Saved data entries:
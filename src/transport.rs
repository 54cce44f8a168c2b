//! Transport layer for the events endpoint
//!
//! Abstracts the HTTP request for testability. Provides:
//! - EventSource trait: fetch one page of events at a cursor
//! - HttpEventSource: real HTTP polling via reqwest
//! - MockEventSource: scripted pages and failures for tests

use std::collections::VecDeque;
use std::sync::{Mutex, PoisonError};
use std::time::Duration;

use async_trait::async_trait;
use joblog_protocol::{Cursor, DecodeError, EventsPage, CURSOR_QUERY_PARAM};
use reqwest::header::{HeaderValue, AUTHORIZATION};

/// Source of event pages
#[async_trait]
pub trait EventSource: Send + Sync {
    /// Fetch the page of events that starts at `cursor`.
    async fn fetch(&self, cursor: &Cursor) -> Result<EventsPage, TransportError>;
}

/// Transport errors. All of them are retried by the fetcher.
#[derive(Debug, thiserror::Error)]
pub enum TransportError {
    #[error("Network error: {0}")]
    Network(String),

    #[error("Request timed out")]
    Timeout,

    #[error("Unexpected response status: {0}")]
    Status(u16),

    #[error("Invalid response body: {0}")]
    Decode(#[from] DecodeError),

    #[error("Invalid request: {0}")]
    InvalidRequest(String),
}

impl From<reqwest::Error> for TransportError {
    fn from(e: reqwest::Error) -> Self {
        if e.is_timeout() {
            TransportError::Timeout
        } else if let Some(status) = e.status() {
            TransportError::Status(status.as_u16())
        } else {
            TransportError::Network(e.to_string())
        }
    }
}

/// HTTP source configuration
#[derive(Debug, Clone)]
pub struct HttpSourceConfig {
    /// Events endpoint URL
    pub url: String,
    /// Bearer token attached to every request, if any
    pub token: Option<String>,
    /// Per-request timeout
    pub request_timeout: Duration,
}

/// Polls the events endpoint over HTTP
#[derive(Debug, Clone)]
pub struct HttpEventSource {
    client: reqwest::Client,
    url: reqwest::Url,
    authorization: Option<HeaderValue>,
}

impl HttpEventSource {
    pub fn new(config: &HttpSourceConfig) -> Result<Self, TransportError> {
        let url = reqwest::Url::parse(&config.url)
            .map_err(|e| TransportError::InvalidRequest(format!("bad events URL '{}': {}", config.url, e)))?;

        let authorization = match config.token.as_deref() {
            Some(token) if !token.is_empty() => {
                let mut value = HeaderValue::from_str(&format!("Bearer {}", token))
                    .map_err(|_| TransportError::InvalidRequest("token is not a valid header value".to_string()))?;
                value.set_sensitive(true);
                Some(value)
            }
            _ => None,
        };

        let client = reqwest::Client::builder()
            .timeout(config.request_timeout)
            .build()?;

        Ok(Self {
            client,
            url,
            authorization,
        })
    }

    /// Build the GET request for `cursor`.
    pub fn build_request(&self, cursor: &Cursor) -> Result<reqwest::Request, TransportError> {
        let mut builder = self
            .client
            .get(self.url.clone())
            .query(&[(CURSOR_QUERY_PARAM, cursor.as_str())]);

        if let Some(ref authorization) = self.authorization {
            builder = builder.header(AUTHORIZATION, authorization.clone());
        }

        Ok(builder.build()?)
    }
}

#[async_trait]
impl EventSource for HttpEventSource {
    async fn fetch(&self, cursor: &Cursor) -> Result<EventsPage, TransportError> {
        let request = self.build_request(cursor)?;
        let response = self.client.execute(request).await?;

        let status = response.status();
        if !status.is_success() {
            return Err(TransportError::Status(status.as_u16()));
        }

        let body = response.bytes().await?;
        Ok(EventsPage::from_slice(&body)?)
    }
}

/// Scripted response for the mock source
#[derive(Debug, Clone)]
pub enum MockResponse {
    Page(EventsPage),
    Status(u16),
    NetworkFailure,
}

impl MockResponse {
    fn into_result(self) -> Result<EventsPage, TransportError> {
        match self {
            MockResponse::Page(page) => Ok(page),
            MockResponse::Status(code) => Err(TransportError::Status(code)),
            MockResponse::NetworkFailure => {
                Err(TransportError::Network("connection refused".to_string()))
            }
        }
    }
}

/// Mock source for testing - replays a fixed script of responses
#[derive(Debug)]
pub struct MockEventSource {
    script: Mutex<VecDeque<MockResponse>>,
    when_exhausted: MockResponse,
    requests: Mutex<Vec<Cursor>>,
}

impl MockEventSource {
    /// Empty script. Once the script runs out the source serves a final,
    /// empty page.
    pub fn new() -> Self {
        Self {
            script: Mutex::new(VecDeque::new()),
            when_exhausted: MockResponse::Page(EventsPage::new(Vec::new(), None)),
            requests: Mutex::new(Vec::new()),
        }
    }

    /// Queue a successful page.
    pub fn with_page(self, page: EventsPage) -> Self {
        self.with_response(MockResponse::Page(page))
    }

    /// Queue a non-2xx response.
    pub fn with_status(self, code: u16) -> Self {
        self.with_response(MockResponse::Status(code))
    }

    /// Queue `count` network failures.
    pub fn with_network_failures(mut self, count: usize) -> Self {
        for _ in 0..count {
            self = self.with_response(MockResponse::NetworkFailure);
        }
        self
    }

    pub fn with_response(self, response: MockResponse) -> Self {
        self.script
            .lock()
            .unwrap_or_else(PoisonError::into_inner)
            .push_back(response);
        self
    }

    /// Response served after the script runs out.
    pub fn when_exhausted(mut self, response: MockResponse) -> Self {
        self.when_exhausted = response;
        self
    }

    /// Cursors of every request made so far, in order.
    pub fn requests(&self) -> Vec<Cursor> {
        self.requests
            .lock()
            .unwrap_or_else(PoisonError::into_inner)
            .clone()
    }
}

impl Default for MockEventSource {
    fn default() -> Self {
        Self::new()
    }
}

#[async_trait]
impl EventSource for MockEventSource {
    async fn fetch(&self, cursor: &Cursor) -> Result<EventsPage, TransportError> {
        self.requests
            .lock()
            .unwrap_or_else(PoisonError::into_inner)
            .push(cursor.clone());

        let next = self
            .script
            .lock()
            .unwrap_or_else(PoisonError::into_inner)
            .pop_front();

        next.unwrap_or_else(|| self.when_exhausted.clone()).into_result()
    }
}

About this exercise: Give every entry back unchanged. Leave none out.

Task answer:
filename src/transport.rs
repository 54cce44f8a168c2b
//! Transport layer for the events endpoint
//!
//! Abstracts the HTTP request for testability. Provides:
//! - EventSource trait: fetch one page of events at a cursor
//! - HttpEventSource: real HTTP polling via reqwest
//! - MockEventSource: scripted pages and failures for tests

use std::collections::VecDeque;
use std::sync::{Mutex, PoisonError};
use std::time::Duration;

use async_trait::async_trait;
use joblog_protocol::{Cursor, DecodeError, EventsPage, CURSOR_QUERY_PARAM};
use reqwest::header::{HeaderValue, AUTHORIZATION};

/// Source of event pages
#[async_trait]
pub trait EventSource: Send + Sync {
    /// Fetch the page of events that starts at `cursor`.
    async fn fetch(&self, cursor: &Cursor) -> Result<EventsPage, TransportError>;
}

/// Transport errors. All of them are retried by the fetcher.
#[derive(Debug, thiserror::Error)]
pub enum TransportError {
    #[error("Network error: {0}")]
    Network(String),

    #[error("Request timed out")]
    Timeout,

    #[error("Unexpected response status: {0}")]
    Status(u16),

    #[error("Invalid response body: {0}")]
    Decode(#[from] DecodeError),

    #[error("Invalid request: {0}")]
    InvalidRequest(String),
}

impl From<reqwest::Error> for TransportError {
    fn from(e: reqwest::Error) -> Self {
        if e.is_timeout() {
            TransportError::Timeout
        } else if let Some(status) = e.status() {
            TransportError::Status(status.as_u16())
        } else {
            TransportError::Network(e.to_string())
        }
    }
}

/// HTTP source configuration
#[derive(Debug, Clone)]
pub struct HttpSourceConfig {
    /// Events endpoint URL
    pub url: String,
    /// Bearer token attached to every request, if any
    pub token: Option<String>,
    /// Per-request timeout
    pub request_timeout: Duration,
}

/// Polls the events endpoint over HTTP
#[derive(Debug, Clone)]
pub struct HttpEventSource {
    client: reqwest::Client,
    url: reqwest::Url,
    authorization: Option<HeaderValue>,
}

impl HttpEventSource {
    pub fn new(config: &HttpSourceConfig) -> Result<Self, TransportError> {
        let url = reqwest::Url::parse(&config.url)
            .map_err(|e| TransportError::InvalidRequest(format!("bad events URL '{}': {}", config.url, e)))?;

        let authorization = match config.token.as_deref() {
            Some(token) if !token.is_empty() => {
                let mut value = HeaderValue::from_str(&format!("Bearer {}", token))
                    .map_err(|_| TransportError::InvalidRequest("token is not a valid header value".to_string()))?;
                value.set_sensitive(true);
                Some(value)
            }
            _ => None,
        };

        let client = reqwest::Client::builder()
            .timeout(config.request_timeout)
            .build()?;

        Ok(Self {
            client,
            url,
            authorization,
        })
    }

    /// Build the GET request for `cursor`.
    pub fn build_request(&self, cursor: &Cursor) -> Result<reqwest::Request, TransportError> {
        let mut builder = self
            .client
            .get(self.url.clone())
            .query(&[(CURSOR_QUERY_PARAM, cursor.as_str())]);

        if let Some(ref authorization) = self.authorization {
            builder = builder.header(AUTHORIZATION, authorization.clone());
        }

        Ok(builder.build()?)
    }
}

#[async_trait]
impl EventSource for HttpEventSource {
    async fn fetch(&self, cursor: &Cursor) -> Result<EventsPage, TransportError> {
        let request = self.build_request(cursor)?;
        let response = self.client.execute(request).await?;

        let status = response.status();
        if !status.is_success() {
            return Err(TransportError::Status(status.as_u16()));
        }

        let body = response.bytes().await?;
        Ok(EventsPage::from_slice(&body)?)
    }
}

/// Scripted response for the mock source
#[derive(Debug, Clone)]
pub enum MockResponse {
    Page(EventsPage),
    Status(u16),
    NetworkFailure,
}

impl MockResponse {
    fn into_result(self) -> Result<EventsPage, TransportError> {
        match self {
            MockResponse::Page(page) => Ok(page),
            MockResponse::Status(code) => Err(TransportError::Status(code)),
            MockResponse::NetworkFailure => {
                Err(TransportError::Network("connection refused".to_string()))
            }
        }
    }
}

/// Mock source for testing - replays a fixed script of responses
#[derive(Debug)]
pub struct MockEventSource {
    script: Mutex<VecDeque<MockResponse>>,
    when_exhausted: MockResponse,
    requests: Mutex<Vec<Cursor>>,
}

impl MockEventSource {
    /// Empty script. Once the script runs out the source serves a final,
    /// empty page.
    pub fn new() -> Self {
        Self {
            script: Mutex::new(VecDeque::new()),
            when_exhausted: MockResponse::Page(EventsPage::new(Vec::new(), None)),
            requests: Mutex::new(Vec::new()),
        }
    }

    /// Queue a successful page.
    pub fn with_page(self, page: EventsPage) -> Self {
        self.with_response(MockResponse::Page(page))
    }

    /// Queue a non-2xx response.
    pub fn with_status(self, code: u16) -> Self {
        self.with_response(MockResponse::Status(code))
    }

    /// Queue `count` network failures.
    pub fn with_network_failures(mut self, count: usize) -> Self {
        for _ in 0..count {
            self = self.with_response(MockResponse::NetworkFailure);
        }
        self
    }

    pub fn with_response(self, response: MockResponse) -> Self {
        self.script
            .lock()
            .unwrap_or_else(PoisonError::into_inner)
            .push_back(response);
        self
    }

    /// Response served after the script runs out.
    pub fn when_exhausted(mut self, response: MockResponse) -> Self {
        self.when_exhausted = response;
        self
    }

    /// Cursors of every request made so far, in order.
    pub fn requests(&self) -> Vec<Cursor> {
        self.requests
            .lock()
            .unwrap_or_else(PoisonError::into_inner)
            .clone()
    }
}

impl Default for MockEventSource {
    fn default() -> Self {
        Self::new()
    }
}

#[async_trait]
impl EventSource for MockEventSource {
    async fn fetch(&self, cursor: &Cursor) -> Result<EventsPage, TransportError> {
        self.requests
            .lock()
            .unwrap_or_else(PoisonError::into_inner)
            .push(cursor.clone());

        let next = self
            .script
            .lock()
            .unwrap_or_else(PoisonError::into_inner)
            .pop_front();

        next.unwrap_or_else(|| self.when_exhausted.clone()).into_result()
    }
}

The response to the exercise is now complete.